We should not move on, however, without at least a word on how easily we refrain from seeing piles of bones and rivers of blood when we are the agents of misery and despair. To truly appreciate these accomplishments one must turn to the liberal doves, who are regularly condemned for their excessive sensitivity to the plight of our victims. To New Republic editor Hendrik Hertzberg, who writes of the "things about the Reagan era that haven't been so attractive," like sleaze, Rambo movies, and Lebanon -- referring, presumably, to dead Marines, not dead Lebanese and Palestinians -- but without a word on Central America, where nothing has happened that even rises to the level of "unattractive," apparently.

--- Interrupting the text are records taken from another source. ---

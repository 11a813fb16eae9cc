//! Stopword and short-term filter.

use std::collections::HashSet;
use std::fs;
use std::path::Path;

use crate::error::{Error, Result};

/// Default minimum term length in characters.
pub const DEFAULT_MIN_TERM_CHARS: usize = 2;

/// A filter that removes stopwords and terms that are too short.
///
/// A term is kept when it is non-empty after trimming, is not a stopword,
/// and has at least `min_chars` characters. Single characters are dropped
/// by default.
///
/// # Examples
///
/// ```
/// use tfidf_cloud::analysis::stop::StopwordFilter;
///
/// let filter = StopwordFilter::from_words(["我们"]);
/// let kept = filter.filter(vec!["我们".to_string(), "的".to_string(), "苹果".to_string()]);
/// assert_eq!(kept, vec!["苹果"]);
/// ```
#[derive(Clone, Debug, Default)]
pub struct StopwordFilter {
    stopwords: HashSet<String>,
    min_chars: usize,
}

impl StopwordFilter {
    /// Create a filter from a list of stopwords, each trimmed
    pub fn from_words<I, S>(words: I) -> Self
    where
        I: IntoIterator<Item = S>,
        S: AsRef<str>,
    {
        let stopwords = words
            .into_iter()
            .map(|w| w.as_ref().trim().to_string())
            .filter(|w| !w.is_empty())
            .collect();
        Self {
            stopwords,
            min_chars: DEFAULT_MIN_TERM_CHARS,
        }
    }

    /// Load stopwords from a UTF-8 file, one per line
    ///
    /// # Errors
    /// An unreadable file is [`Error::Stopwords`].
    pub fn from_file<P: AsRef<Path>>(path: P) -> Result<Self> {
        let path = path.as_ref();
        let text = fs::read_to_string(path).map_err(|source| Error::Stopwords {
            path: path.to_path_buf(),
            source,
        })?;
        Ok(Self::from_words(text.lines()))
    }

    /// Set the minimum term length in characters
    pub fn with_min_chars(mut self, min_chars: usize) -> Self {
        self.min_chars = min_chars;
        self
    }

    pub fn min_chars(&self) -> usize {
        self.min_chars
    }

    /// Number of stopwords loaded
    pub fn len(&self) -> usize {
        self.stopwords.len()
    }

    pub fn is_empty(&self) -> bool {
        self.stopwords.is_empty()
    }

    pub fn is_stopword(&self, term: &str) -> bool {
        self.stopwords.contains(term)
    }

    /// Whether `term` survives the filter
    #[inline]
    pub fn keeps(&self, term: &str) -> bool {
        !term.trim().is_empty()
            && !self.stopwords.contains(term)
            && term.chars().count() >= self.min_chars
    }

    /// Keep only surviving terms, in order
    pub fn filter(&self, terms: Vec<String>) -> Vec<String> {
        terms.into_iter().filter(|t| self.keeps(t)).collect()
    }
}
//! ouiscan - extract MAC addresses from text and identify their OUI vendors
//!
//! Reads free-form text from a file or standard input, pulls out anything
//! that looks like a MAC address, and resolves each one against a locally
//! cached copy of the IEEE OUI registry.

mod app;
mod cli;
mod mac;
mod registry;

use clap::Parser;

use cli::Cli;

fn main() -> Result<(), Box<dyn std::error::Error>> {
    let cli = Cli::parse();
    app::run(&cli)?;
    Ok(())
}
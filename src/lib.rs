//! ouiscan library
//!
//! This module exposes the driver, CLI, matcher, and registry modules for use
//! in integration tests.

pub mod app;
pub mod cli;
pub mod mac;
pub mod registry;
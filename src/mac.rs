//! MAC address extraction from free-form text
//!
//! Recognizes MAC-like substrings in arbitrary text under three lexical forms
//! (bare hex, colon/dash pairs, Cisco dot notation) and normalizes them to a
//! canonical colon-delimited lowercase form.

use once_cell::sync::Lazy;
use regex::Regex;

/// Pattern covering the three accepted MAC notations.
///
/// Alternatives are tried in order at each position, matching the leftmost
/// occurrence first:
/// - 12 contiguous hex digits (`aabbccddeeff`)
/// - six hex pairs separated by `:` or `-`, mixing allowed (`aa:bb-cc:dd-ee:ff`)
/// - three groups of four hex digits separated by `.` (`aabb.ccdd.eeff`)
static MAC_PATTERN: Lazy<Regex> = Lazy::new(|| {
    Regex::new(
        r"([0-9a-f]{12})|((?:[0-9a-f]{2}[-:]){5}[0-9a-f]{2})|((?:[0-9a-f]{4}\.){2}[0-9a-f]{4})",
    )
    .expect("MAC pattern is a valid regex")
});

/// A MAC address normalized to 12 lowercase hex digits
///
/// The canonical display form regroups the digits into colon-separated pairs
/// (`aa:bb:cc:dd:ee:ff`). The first 6 digits form the OUI prefix used for
/// vendor lookup.
#[derive(Debug, Clone, PartialEq, Eq)]
pub struct MacAddress {
    /// Exactly 12 lowercase hex digits, no separators
    digits: String,
}

impl MacAddress {
    /// Returns the 6-hex-digit OUI prefix of this address
    pub fn oui_prefix(&self) -> &str {
        &self.digits[..6]
    }
}

impl std::fmt::Display for MacAddress {
    /// Renders the canonical form: lowercase hex pairs joined by colons
    fn fmt(&self, f: &mut std::fmt::Formatter<'_>) -> std::fmt::Result {
        for (i, pair) in self.digits.as_bytes().chunks(2).enumerate() {
            if i > 0 {
                f.write_str(":")?;
            }
            f.write_str(std::str::from_utf8(pair).map_err(|_| std::fmt::Error)?)?;
        }
        Ok(())
    }
}

/// Finds the first MAC-like substring in a line of text
///
/// Matching is case-insensitive; the line is lowercased before the pattern
/// runs, so callers can pass raw input. Separators (`:`, `-`, `.`) are
/// stripped from the matched text to produce the normalized digit string.
///
/// # Returns
/// * `Some(MacAddress)` if any of the three notations occurs in the line
/// * `None` if the line holds no recognizable MAC (a normal skip, not an error)
pub fn find_mac(line: &str) -> Option<MacAddress> {
    let lowered = line.to_ascii_lowercase();
    let matched = MAC_PATTERN.find(&lowered)?;
    let digits: String = matched
        .as_str()
        .chars()
        .filter(|c| c.is_ascii_hexdigit())
        .collect();
    Some(MacAddress { digits })
}
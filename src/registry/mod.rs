//! Vendor registry cache
//!
//! This module owns the mapping from 6-hex-digit OUI prefixes to vendor names.
//! The registry persists to a single flat file with a last-updated timestamp,
//! degrades gracefully to an empty mapping when the file is missing or
//! corrupt, and refreshes itself from the public IEEE OUI listing.

mod source;
mod store;

pub use source::{parse_listing, OuiSource, SourceError};
pub use store::{LoadOutcome, RegistryStore, VendorRegistry, TIMESTAMP_FORMAT};
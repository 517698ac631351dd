//! Command-line interface parsing for ouiscan
//!
//! This module handles parsing of CLI arguments using clap: input source
//! selection and the flags controlling when the cached OUI registry is
//! refreshed.

use clap::Parser;
use std::path::PathBuf;

/// ouiscan - Pull MAC addresses out of text and identify their OUI vendors
#[derive(Parser, Debug)]
#[command(name = "ouiscan")]
#[command(about = "Extracts MAC addresses and resolves their OUI vendors")]
#[command(version)]
pub struct Cli {
    /// File to ingest instead of reading from standard input
    #[arg(short, long, value_name = "FILE")]
    pub input: Option<PathBuf>,

    /// Update the registry only, then exit without reading input
    #[arg(short, long)]
    pub update_only: bool,

    /// Do not check whether the registry is due for a refresh
    #[arg(short, long)]
    pub skip_update: bool,

    /// Refresh the registry unconditionally before processing input
    #[arg(short, long)]
    pub force_update: bool,

    /// Directory holding the registry file (defaults to the XDG cache dir)
    #[arg(long, value_name = "DIR")]
    pub cache_dir: Option<PathBuf>,
}
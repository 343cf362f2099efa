//! Conventional connectivity arrays derived from the half-edges,
//! for code that would rather work with those than walk half-edges.

use fixedbitset as fb;
use itertools::Itertools;
use nalgebra_sparse as nas;

use super::{HalfEdge, HalfEdgeStore};
use crate::mesh::FaceCells;

impl HalfEdgeStore {
    /// The cells on either side of every face.
    ///
    /// The left cell is the one bounded by the face's seed half-edge
    /// (see [`halfedge_of_face`][Self::halfedge_of_face]),
    /// unless that half-edge is on the outside of the mesh.
    pub fn face_to_cell(&self) -> Vec<FaceCells> {
        (0..self.face_count())
            .map(|face| {
                let seed = self.halfedge(self.halfedge_of_face(face));
                let twin = self.halfedge(seed.dual_cross_face);
                match (seed.cell_index(), twin.cell_index()) {
                    (Some(left), right) => FaceCells { left, right },
                    (None, Some(left)) => FaceCells { left, right: None },
                    // rejected by validate
                    (None, None) => unreachable!("face {face} has no cell on either side"),
                }
            })
            .collect()
    }

    /// Matrix where rows correspond to cells, columns to faces,
    /// and the values of -1 or 1 to the relative orientation of the face:
    /// 1 if the face's seed half-edge is on the cell's side, -1 otherwise.
    pub fn cell_to_face(&self) -> nas::CsrMatrix<i8> {
        let mut coo = nas::CooMatrix::new(self.cell_count(), self.face_count());
        for face in 0..self.face_count() {
            let seed = self.halfedge(self.halfedge_of_face(face));
            let twin = self.halfedge(seed.dual_cross_face);
            if let Some(cell) = seed.cell_index() {
                coo.push(cell, face, 1);
            }
            if let Some(cell) = twin.cell_index() {
                coo.push(cell, face, -1);
            }
        }
        nas::CsrMatrix::from(&coo)
    }

    /// Sorted node indices of every cell.
    pub fn cell_to_node(&self) -> Vec<Vec<usize>> {
        self.collect_per_cell(|_, he| he.node)
    }

    /// Sorted edge indices of every cell.
    pub fn cell_to_edge(&self) -> Vec<Vec<usize>> {
        self.collect_per_cell(|he_idx, _| self.edge_of(he_idx))
    }

    /// Gather a sorted, deduplicated list of values over the half-edges of each cell.
    fn collect_per_cell(&self, value: impl Fn(usize, &HalfEdge) -> usize) -> Vec<Vec<usize>> {
        let mut per_cell: Vec<Vec<usize>> = vec![Vec::new(); self.cell_count()];
        for (he_idx, he) in self.halfedges().iter().enumerate() {
            if let Some(cell) = he.cell_index() {
                per_cell[cell].push(value(he_idx, he));
            }
        }
        per_cell
            .into_iter()
            .map(|values| values.into_iter().sorted_unstable().dedup().collect())
            .collect()
    }

    /// Get the set of faces on the mesh boundary.
    pub fn boundary_faces(&self) -> fb::FixedBitSet {
        self.boundary_bits(self.face_count(), |_, he| he.face)
    }

    /// Get the set of edges on the mesh boundary.
    pub fn boundary_edges(&self) -> fb::FixedBitSet {
        self.boundary_bits(self.edge_count(), |he_idx, _| self.edge_of(he_idx))
    }

    /// Get the set of nodes on the mesh boundary.
    pub fn boundary_nodes(&self) -> fb::FixedBitSet {
        self.boundary_bits(self.node_count(), |_, he| he.node)
    }

    /// Every entity touched by a half-edge outside of the mesh is on the boundary.
    fn boundary_bits(
        &self,
        len: usize,
        entity: impl Fn(usize, &HalfEdge) -> usize,
    ) -> fb::FixedBitSet {
        let mut bits = fb::FixedBitSet::with_capacity(len);
        for (he_idx, he) in self.halfedges().iter().enumerate() {
            if he.is_boundary() {
                bits.insert(entity(he_idx, he));
            }
        }
        bits
    }
}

Or even to Mary McGrory, in a very different category, who nevertheless tells us that "the real argument, of course, is what is more important in Nicaragua: peace, as the Democrats cry; or freedom, as the Republicans demand." The shred of truth in these words is that the Democrats are as committed to peace as the Republicans are to freedom.1
Or we can turn to the journal Indochina Issues of the Center for International Policy, which has compiled a very laudable record in its work for peace and justice. Here, a senior associate of the Carnegie Foundation for International Peace calls for reconciliation with Vietnam, urging that we put aside "the agony of the Vietnam experience" and "the injuries of the past," and overcome the "hatred, anger and frustration" caused us by the Vietnamese, though without forgetting "the humanitarian issues left over from the war": the MIAs, those qualified to emigrate to the United States, and the remaining inmates of reeducation camps. These are the only humanitarian issues that we see, apparently, when we cast our eye on three countries littered with corpses, broken bodies, hideously deformed fetuses and hundreds of thousands of other victims of chemical warfare in South Vietnam, destruction on a colossal scale -- all caused by some unknown hand, unmentioned here. Meanwhile we contemplate what they have done to us, the agony and injury they have forced us to endure.2
On such assumptions, we can perhaps even read without cringing that James Fallows "is now fully aware after a recent visit to Vietnam that the war `will be important in history mostly for what it did, internally, to the United States, not what difference it made in Indochina'" (Dissent editor Dennis Wrong, quoting Fallows with approval). The slaughter of millions of Indochinese and destruction of their countries is far too slight a matter to attract the attention of the muse of history while she ponders the domestic problems caused for the important people, those who really count. Perhaps, some day, a thoughtful German commentator will explain that the Holocaust will be important in history mostly for what it did, internally, to Germany, not what difference it made for the Jews.3
A leading authority on Native Americans, Francis Jennings, once observed that "In history, the man in the ruffled shirt and gold-laced waistcoat somehow levitates above the blood he has ordered to be spilled by dirty-handed underlings." We will not be able to face the problems that lie ahead realistically unless we come to grips with these striking and pervasive features of our moral and intellectual culture.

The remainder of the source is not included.